Today is the Sunday before Epiphany, (celebrated on the 6th of January, the 12th day of Christmas). Traditionally, this is the day on which we remember the visit of the wise men to Jesus’ crib bringing their remarkable gifts of gold, frankincense and myrrh. It is the festival of the manifestation of God in the person of the Christ child of Nazareth, a day of light and revelation.

Frederick Buechner has suggested that the story of the wise men is a wonderful illustration of the foolishness of the wise. These men went to the Herod to ask about a king that had been born the King of the Jews (Herod’s role), presumably to usurp him. When you think about it, they were remarkably naïve. As he writes, “it did not even strike them as suspicious when Herod asked them to be sure to let him know when they found him so he could hurry on down to pay his respects” (Peculiar Treasures – A Biblical Who’s Who, Frederick Buechner, Harper One, 1979, p55.) Thankfully, they were warned in a dream to beat a hasty retreat from Bethlehem and have nothing more to do with Herod and so made their way home by another route.

Being the first Sunday of the month we have three services in Greyfriars, Holy Communion, the Morning Service at 11am and our weekly service in Gaelic at 12.30pm.

At 9.30 am we read the prologue to John’s Gospel with these words, “He was in the world, and though the world was made through him, the world did not recognize him.

John 1: 10.

In the short reflection I told a Jewish proverb in which an old Rabbi, Zusya says that, “In the coming world they will not ask me, “Why were you not Moses? They will ask me, “Why I was not Zyusa?”

There are many reasons why we are not ourselves and why we pretend to be the people we are not. Not only do we sometimes fail to be ourselves, we also frequently fail to recognize others for who they are. This is what John seems to be suggesting about Jesus. What was it in people that meant that when they met Jesus, “they knew him not”?

We are often insecure, feel unacceptable and inadequate and we can pretend to be someone quite different to the person we were made. We can also be full of prejudice, fear and anxiety when it comes to other people and do not always see the other for who they are too.  

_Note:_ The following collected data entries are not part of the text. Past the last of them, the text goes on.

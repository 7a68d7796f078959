use super::prompt::LimitPrompt;
use super::snapshot::BarSnapshot;
use super::statusbar::{Collaborators, StatusBar};
use super::timer::RepeatingTimer;
use super::view::{AltSpeedsButton, BarView, RestartBanner};
use crate::logger::log_level::LogRecord;
use crate::logger::logger_sender::LoggerSender;
use crate::preferences::user_preferences::Preferences;
use crate::preferences::store::PreferencesStore;
use crate::session::engine::{AltSpeedsCallback, AltSpeedsObservers, SessionEngine, SubscriptionId};
use crate::session::rate_limit::RateLimit;
use crate::session::session_status::SessionStatus;
use std::cell::{Cell, RefCell};
use std::collections::VecDeque;
use std::rc::Rc;
use std::sync::mpsc::{channel, Receiver};
use std::time::Duration;

/// Session whose status is set by hand. Switching modes behaves like the real
/// engine: the preference is updated, then subscribers are notified.
pub struct FakeSession {
    preferences: Rc<Preferences>,
    status: RefCell<SessionStatus>,
    download_limit: Cell<RateLimit>,
    upload_limit: Cell<RateLimit>,
    pub alt_requests: RefCell<Vec<bool>>,
    pub observers: AltSpeedsObservers,
}

impl FakeSession {
    pub fn update_status<F: FnOnce(&mut SessionStatus)>(&self, update: F) {
        update(&mut *self.status.borrow_mut());
    }
}

impl SessionEngine for FakeSession {
    fn status(&self) -> SessionStatus {
        SessionStatus {
            download_rate_limit: self.download_limit.get(),
            upload_rate_limit: self.upload_limit.get(),
            ..self.status.borrow().clone()
        }
    }

    fn download_rate_limit(&self) -> RateLimit {
        self.download_limit.get()
    }

    fn upload_rate_limit(&self) -> RateLimit {
        self.upload_limit.get()
    }

    fn set_download_rate_limit(&self, limit: RateLimit) {
        self.download_limit.set(limit);
    }

    fn set_upload_rate_limit(&self, limit: RateLimit) {
        self.upload_limit.set(limit);
    }

    fn use_alternative_speeds_limit(&self, alternative: bool) {
        self.alt_requests.borrow_mut().push(alternative);
        self.preferences.set_alt_bandwidth_enabled(alternative);
        self.observers.notify(alternative);
    }

    fn subscribe_alt_speeds_changed(&self, callback: AltSpeedsCallback) -> SubscriptionId {
        self.observers.subscribe(callback)
    }

    fn unsubscribe(&self, id: SubscriptionId) {
        self.observers.unsubscribe(id);
    }
}

#[derive(Default)]
pub struct RecordingView {
    pub renders: RefCell<Vec<BarSnapshot>>,
    pub dht_visible: Cell<Option<bool>>,
    pub alt_button: RefCell<Option<AltSpeedsButton>>,
    pub messages: RefCell<Vec<(String, Duration)>>,
    pub banners: RefCell<Vec<RestartBanner>>,
}

impl RecordingView {
    pub fn last_render(&self) -> BarSnapshot {
        self.renders
            .borrow()
            .last()
            .cloned()
            .expect("The view was never rendered")
    }
}

impl BarView for RecordingView {
    fn render(&self, snapshot: &BarSnapshot) {
        self.renders.borrow_mut().push(snapshot.clone());
    }

    fn set_dht_visible(&self, visible: bool) {
        self.dht_visible.set(Some(visible));
    }

    fn set_alt_speeds_button(&self, button: &AltSpeedsButton) {
        *self.alt_button.borrow_mut() = Some(button.clone());
    }

    fn show_message(&self, message: &str, timeout: Duration) {
        self.messages
            .borrow_mut()
            .push((message.to_string(), timeout));
    }

    fn insert_restart_banner(&self, banner: &RestartBanner) {
        self.banners.borrow_mut().push(banner.clone());
    }
}

/// Answers prompts from a queue; an empty queue cancels.
#[derive(Default)]
pub struct ScriptedPrompt {
    answers: RefCell<VecDeque<Option<i64>>>,
    pub asked: RefCell<Vec<(String, RateLimit)>>,
}

impl ScriptedPrompt {
    pub fn answer(&self, answer: Option<i64>) {
        self.answers.borrow_mut().push_back(answer);
    }
}

impl LimitPrompt for ScriptedPrompt {
    fn ask_speed_limit(&self, title: &str, current: RateLimit) -> Option<i64> {
        self.asked.borrow_mut().push((title.to_string(), current));
        self.answers.borrow_mut().pop_front().flatten()
    }
}

/// Timer fired by the test itself.
#[derive(Default)]
pub struct ManualTimer {
    tick: RefCell<Option<Box<dyn FnMut()>>>,
    running: Cell<bool>,
    pub period: Cell<Option<Duration>>,
}

impl ManualTimer {
    pub fn fire(&self) {
        let tick = self.tick.borrow_mut().take();
        if let Some(mut tick) = tick {
            tick();
            if self.running.get() && self.tick.borrow().is_none() {
                *self.tick.borrow_mut() = Some(tick);
            }
        }
    }
}

impl RepeatingTimer for ManualTimer {
    fn start(&self, period: Duration, tick: Box<dyn FnMut()>) {
        self.period.set(Some(period));
        *self.tick.borrow_mut() = Some(tick);
        self.running.set(true);
    }

    fn stop(&self) {
        self.running.set(false);
        self.tick.borrow_mut().take();
    }

    fn is_running(&self) -> bool {
        self.running.get()
    }
}

pub struct BarFixture {
    pub bar: Rc<StatusBar>,
    pub session: Rc<FakeSession>,
    pub preferences: Rc<Preferences>,
    pub view: Rc<RecordingView>,
    pub prompt: Rc<ScriptedPrompt>,
    pub timer: Rc<ManualTimer>,
    pub logger_sender: LoggerSender,
    pub log: Receiver<LogRecord>,
}

impl BarFixture {
    /// A second set of collaborators sharing the same fakes.
    pub fn collaborators(&self) -> Collaborators {
        Collaborators {
            session: self.session.clone(),
            preferences: self.preferences.clone(),
            view: self.view.clone(),
            prompt: self.prompt.clone(),
            timer: self.timer.clone(),
            logger_sender: self.logger_sender.clone(),
        }
    }

    pub fn logged(&self) -> Vec<String> {
        self.log.try_iter().map(|record| record.to_string()).collect()
    }
}

/// A status bar over a non listening session, default preferences and unlimited rates.
pub fn create_status_bar() -> BarFixture {
    let preferences = Rc::new(Preferences::new());
    let session = Rc::new(FakeSession {
        preferences: preferences.clone(),
        status: RefCell::new(SessionStatus::default()),
        download_limit: Cell::new(RateLimit::Unlimited),
        upload_limit: Cell::new(RateLimit::Unlimited),
        alt_requests: RefCell::new(Vec::new()),
        observers: AltSpeedsObservers::new(),
    });
    let view = Rc::new(RecordingView::default());
    let prompt = Rc::new(ScriptedPrompt::default());
    let timer = Rc::new(ManualTimer::default());
    let (sender, log) = channel();
    let logger_sender = LoggerSender::new(sender);

    let bar = StatusBar::new(Collaborators {
        session: session.clone(),
        preferences: preferences.clone(),
        view: view.clone(),
        prompt: prompt.clone(),
        timer: timer.clone(),
        logger_sender: logger_sender.clone(),
    });

    BarFixture {
        bar,
        session,
        preferences,
        view,
        prompt,
        timer,
        logger_sender,
        log,
    }
}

The complex theology of John can be seen as a reflection of something quite straightforward in human life; that in the midst of our fears, our refusal to accept who we are or our failure to see others as they are we can end up missing out on authentic human exchange. Life is full of pretence, prejudice, fear and invention and it often seems that if only we could meet eye to eye, face to face and flesh to flesh we would discover our common humanity and get along so much better.  Two things come to mind. One is the way in which we so readily use labels to categorise people, so the homeless beggar is just that and not a person. The other pitfall is illustrated by a well-known politician of whom it was said once that he was the sort of person who would always be looking over your shoulder at a party to see if someone more interesting and important had come into the room. To live your life as though the person you are with at any particular moment, regardless of their station in life, is the most important person in the world is a rare and wonderful gift. “The light shines in the darkness and the darkness has not understood it.” John 1: 5.

The invasion of Iraq in 2003 was filled with controversy, but one episode I heard about was an effort by a British soldier to meet at a human level. The commanding officer of the Black Watch Platoon that was the first to enter the city of Basra took a decision to remove his helmet and googles when he entered the city. In his view, the allies had no disagreement with the Iraqi people. He was sure that there was a need to meet at a human level. It would be all too easy to hide behind the masks and helmets and armour. Somehow, he created the ground for a human exchange and on that day no shots were fired in anger.

Do we have the courage to meet in the light of the person we are, without pretence, and to meet others as they are too? John suggests that if we accept the grace we are offered, accepting ourselves as we are and other people as they are too, we can become children of the spirit.